这是我在 mongodb 中的 BSON 文档的结构。

{
    "tournament_id": "P1oi12mwj10b1b",
    "matches": [
        {
            "date_order": 1,
            "matches": [
                {
                    "match_id": "1A4i0sp34"
                    "time_order": 1,
                    "win": "team1",
                    "team1": "bar",
                    "team2": "psg"
                },
                {
                    "match_id": "3A4j0sp26"
                    "time_order": 2,
                    "win": "",
                    "team1": "rma",
                    "team2": "sev"
                }
            ]
        },
        {
            "date_order": 2,
            "matches": [
                {
                    "match_id": "2B4k0sp29"
                    "time_order": 1,
                    "win": "",
                    "team1": "manU",
                    "team2": "manC"
                },
                {
                    "match_id": "4A4i0sp31"
                    "time_order": 2,
                    "win": "",
                    "team1": "chelsea",
                    "team2": "arsenal"
                }
            ]
        }
    ]
}

我想制作一个通知系统,在比赛完成时发送通知。换句话说,每当win 字段的值发生变化时,我都想捕捉更新了哪个匹配项。我正在使用 mongodb 更改流。
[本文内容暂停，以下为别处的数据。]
//! Deterministic engine used to exercise controller and sweep behavior.
//!
//! The engine produces `per_tick` transactions every tick. Faults are keyed
//! by the run seed, so with pinned seeds starting at zero they are keyed by
//! run index.

use std::collections::BTreeMap;
use std::path::Path;

use crate::controller::{SteppedSettings, TimingPolicy};
use crate::engine::{Engine, EngineFactory};
use crate::error::EngineError;
use crate::model::{EngineVariant, Value};

#[derive(Debug, Clone, PartialEq)]
pub enum Fault {
    /// Rejects the `SEED` assignment
    Configure,
    Setup,
    /// Step fails once the engine reaches this tick
    StepAt(i64),
    /// The terminal reporter `final-price` fails
    TerminalQuery,
    /// `length list_transactions` fails on this tick
    TickQueryAt(i64),
    /// The price field of the first transaction of this tick is malformed
    FieldAt(i64),
    /// Step panics once the engine reaches this tick
    PanicAt(i64),
}

pub struct ScriptedEngine {
    faults: BTreeMap<u64, Fault>,
    fault: Option<Fault>,
    per_tick: i64,
    variables: BTreeMap<String, Value>,
    ready: bool,
    ticks: i64,
}

impl ScriptedEngine {
    pub fn new(faults: BTreeMap<u64, Fault>, per_tick: i64) -> Self {
        Self {
            faults,
            fault: None,
            per_tick,
            variables: BTreeMap::new(),
            ready: false,
            ticks: 0,
        }
    }

    fn field(&self, index: i64, name: &str) -> Option<Value> {
        let id = self.ticks * 100 + index;
        let value = match name {
            "TrdID" => Value::Int(id),
            "TrdPrice" if self.fault == Some(Fault::FieldAt(self.ticks)) && index == 0 => {
                Value::Text("n/a".to_string())
            }
            "TrdPrice" => Value::Float(100.0 + index as f64),
            "TrdTime" => Value::Float(self.ticks as f64),
            "TrdQuant" => Value::Int(1),
            "TrdWhoBid" => Value::Int(1),
            "TrdWhoAsk" => Value::Int(2),
            "TrdWhoBidType" => Value::Text("LiqDem".to_string()),
            "TrdWhoAskType" => Value::Text("LiqSup".to_string()),
            _ => return None,
        };
        Some(value)
    }
}

impl Engine for ScriptedEngine {
    fn configure(&mut self, name: &str, value: &Value) -> Result<(), EngineError> {
        if name == "SEED" {
            let seed = value.as_i64().unwrap_or_default() as u64;
            self.fault = self.faults.get(&seed).cloned();
            if self.fault == Some(Fault::Configure) {
                return Err(EngineError::configuration(name, "rejected by script"));
            }
        }
        self.variables.insert(name.to_string(), value.clone());
        Ok(())
    }

    fn setup(&mut self) -> Result<(), EngineError> {
        if self.fault == Some(Fault::Setup) {
            return Err(EngineError::Setup("scripted setup failure".to_string()));
        }
        self.ready = true;
        self.ticks = 0;
        Ok(())
    }

    fn step(&mut self) -> Result<(), EngineError> {
        if !self.ready {
            return Err(EngineError::Step("setup has not been run".to_string()));
        }
        self.ticks += 1;
        match self.fault {
            Some(Fault::StepAt(t)) if t == self.ticks => {
                Err(EngineError::Step(format!("scripted failure at tick {t}")))
            }
            Some(Fault::PanicAt(t)) if t == self.ticks => panic!("scripted panic at tick {t}"),
            _ => Ok(()),
        }
    }

    fn query(&mut self, expression: &str) -> Result<Value, EngineError> {
        if let Some(args) = expression.strip_prefix("prop_list_transactions ") {
            let (index, field) = args
                .split_once(' ')
                .ok_or_else(|| EngineError::query(expression, "malformed"))?;
            let index: i64 = index
                .parse()
                .map_err(|_| EngineError::query(expression, "bad index"))?;
            if index >= self.per_tick {
                return Err(EngineError::query(expression, "index out of range"));
            }
            return self
                .field(index, field.trim_matches('"'))
                .ok_or_else(|| EngineError::query(expression, "unknown field"));
        }
        match expression {
            "ticks" => Ok(Value::Int(self.ticks)),
            "length list_transactions" if self.fault == Some(Fault::TickQueryAt(self.ticks)) => {
                Err(EngineError::query(expression, "scripted tick failure"))
            }
            "length list_transactions" => Ok(Value::Int(self.per_tick)),
            "final-price" if self.fault == Some(Fault::TerminalQuery) => {
                Err(EngineError::query(expression, "scripted terminal failure"))
            }
            "final-price" => Ok(Value::Float(101.5)),
            name => self
                .variables
                .get(name)
                .cloned()
                .ok_or_else(|| EngineError::query(expression, "unknown reporter")),
        }
    }
}

/// Creates scripted engines sharing one fault table
#[derive(Debug, Clone, Default)]
pub struct ScriptedFactory {
    pub faults: BTreeMap<u64, Fault>,
    pub per_tick: i64,
}

impl ScriptedFactory {
    pub fn new(per_tick: i64) -> Self {
        Self {
            faults: BTreeMap::new(),
            per_tick,
        }
    }

    pub fn fault(mut self, seed: u64, fault: Fault) -> Self {
        self.faults.insert(seed, fault);
        self
    }
}

impl EngineFactory for ScriptedFactory {
    fn create(&self, _variant: EngineVariant) -> Result<Box<dyn Engine>, EngineError> {
        Ok(Box::new(ScriptedEngine::new(self.faults.clone(), self.per_tick)))
    }
}

/// Stepped settings writing transaction logs under `log_dir`
pub fn stepped_settings(log_dir: &Path, warmup: usize, measure: usize) -> SteppedSettings {
    SteppedSettings {
        timing: TimingPolicy {
            warmup_ticks: warmup,
            measure_ticks: measure,
            tail_window: 10,
            flush_window: 21,
        },
        reporters: vec![
            "ticks".to_string(),
            "final-price".to_string(),
            "endBurninTime".to_string(),
            "SEED".to_string(),
        ],
        log_dir: log_dir.to_path_buf(),
        ..SteppedSettings::default()
    }
}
例如,如果与 ma​​tch_id 3A4j0sp26 的匹配刚刚完成,我想打印该对象。

{
      "match_id": "3A4j0sp26"
      "time_order": 2,
      "win": "team2",
      "team1": "rma",
      "team2": "sev"
      # If possible I also want to find these fields,
      "tournament_id": "P1oi12mwj10b1b",
      "date_order": 1
}

我试过这样做。

import pymongo
from bson.json_util import dumps

MONGO_URI = 'mongodb://localhost/mydb'
client = pymongo.MongoClient(MONGO_URI)

filters = []  # How to correctly set this filter ???
'''
What I already tried but failed
filters = [{
        '$match': {
            '$and': [
                {'updateDescription.updatedFields.matches': {'$exists': 'true'}},  # This line needs fixing.
                {'operationType': {'$in': ['replace', 'update']}}
            ]
        }
    }]
'''


change_stream = client.mydb.match.watch(filters)
for change in change_streams:
    print(dumps(change))

我尝试在不应用过滤器的情况下进行调试。我将match_id 3A4j0sp26win 字段更新为team2。 我得到了这个结果。

{
  "_id": {
    "_data": "8261252C2F000000012B022C0100296E5A1004D4D1F2A9AF33491089DE8C2A51537EBB46645F6964006461228AE88CF6743D054B8CEF0004"
  },
  "operationType": "replace",
  "clusterTime": {
    "$timestamp": {
      "t": 1629826095,
      "i": 1
    }
  },
  "fullDocument": {
    "_id": {
      "$oid": "61228ae88cf6743d054b8cef"
    },
    "tournament_id": "P1oi12mwj10b1b",
    "matches": [
        {
            "date_order": 1,
            "matches": [
                {
                    "match_id": "1A4i0sp34"
                    "time_order": 1,
                    "win": "team1",    # This was updated earlier. I don't want this.
                    "team1": "bar",
                    "team2": "psg"
                },
                {
                    "match_id": "3A4j0sp26"
                    "time_order": 2,
                    "win": "team1",     # This is the most recently updated.
                    "team1": "rma",
                    "team2": "sev"
                }
            ]
        }]
   }
}

它显示了数组中的所有元素,而不是刚刚更新的元素。

已编辑

仅更新“分数”字段后得到的结果。

{
  "_id": {
    "_data": "8261254598000000022B022C0100296E5A1004D4D1F2A9AF33491089DE8C2A51537EBB46645F6964006461228AE88CF6743D054B8CEF0004"
  },
  "operationType": "update",
  "clusterTime": {
    "$timestamp": {
      "t": 1629832600,
      "i": 2
    }
  },
  "ns": {
    "db": "mydb",
    "coll": "match"
  },
  "documentKey": {
    "_id": {
      "$oid": "61228ae88cf6743d054b8cef"
    }
  },
  "updateDescription": {
    "updatedFields": {
       "matches": [
        {
            "date_order": 1,
            "matches": [
                {
                    "match_id": "1A4i0sp34"
                    "time_order": 1,
                    "win": "team1",
                    "team1": "bar",
                    "team2": "psg"
                },
                {
                    "match_id": "3A4j0sp26"
                    "time_order": 2,
                    "win": "team1",
                    "team1": "rma",
                    "team2": "sev"
                }
            ]
        }]
   },
     "removedFields": []
    }
  }
}

【问题讨论】:

  • 尝试运行未过滤的更改流,然后修改该字段,以查看更改事件的样子。
  • @Joe,我也附上了未过滤流的结果。请检查。它会打印整个数组,因此我们无法区分哪个是最近的更改。
  • 那是因为你做了完整的文档替换而不是更新字段,所以没有与之前的文档进行比较。如果您在更新时只修改了更改的字段,则更改流会告诉您哪些字段被修改了。
  • 我尝试只更新那个字段。 operationType 现在显示为 update。但是,它仍然在updatedFields 中显示整个数组,而不仅仅是更新的数组。用 mongodb 知道数组中的哪个元素被更新是不可能的吗?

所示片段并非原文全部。